Estimation of Soil Moisture Content Using Deep Learning and High-Resolution Satellite Imagery (Sentinel-1 and 2)

Soil moisture is an important factor affecting global circulation (climate, carbon, and water), disasters (drought, floods, and forest fires), and crop growth, so the production of soil moisture data is important. Currently, satellite-based soil moisture data is available from NASA’ SMAP (Soil Moisture Active Passive) and ESA’ SMOS (Soil Moisture and Ocean Salinity) data. Since these data are based on passive microwave sensor, they have low spatial resolution.

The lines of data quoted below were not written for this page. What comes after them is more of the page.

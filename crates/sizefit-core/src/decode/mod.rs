//! Image decoding for SizeFit.
//!
//! This module provides functionality for:
//! - Decoding JPEG and PNG bytes into an RGBA [`PixelSurface`](crate::PixelSurface)
//! - Applying EXIF orientation so the surface matches what a browser displays
//! - Drawing a surface at a reduced size
//!
//! # Architecture
//!
//! All operations are synchronous and single-threaded within WASM. They are
//! wrapped by [`RasterCodec`](crate::RasterCodec) for use by the fitter.
//!
//! # Examples
//!
//! ```ignore
//! use sizefit_core::decode::{decode_image, draw};
//!
//! let bytes = std::fs::read("photo.jpg").unwrap();
//! let source = decode_image(&bytes).unwrap();
//! let half = draw(&source.surface, source.surface.width() / 2, source.surface.height() / 2).unwrap();
//! ```

mod draw;
mod source;
mod types;

pub use draw::{draw, scaled_dimensions};
pub use source::{decode_image, read_orientation};
pub use types::{DecodeError, DecodedSource, Orientation};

Therefore, it is difficult to observe the distribution of soil moisture on a local scale. The purpose of this study is to produce high resolution soil moisture for monitoring on a local scale. For this purpose, we performed soil moisture modeling using high resolution satellite data (Sentinel-1 SAR (synthetic-aperture radar), Sentinel-2 MSI (multispectral instrument)) and deep learning. Deep learning is a method improving the problems of traditional neural networks such as overfitting, gradient vanishing, and local optimal solution through development of learning methods such as dropout, ReLU (Rectified Linear Unit), and so on. Recently, it has been used for estimation of surface hydrologic factors (soil moisture, evapotranspiration, etc.). The study area is an agricultural area located in Manitoba and Saskatoon, Canada. In-situ soil moisture data was constructed from RISMA (Real-Time In-Situ Soil Monitoring for Agriculture). In order to develop an optimal soil moisture model, various condition experiments on hyper-parameters affecting the performance of model were carried out and their performance was evaluated.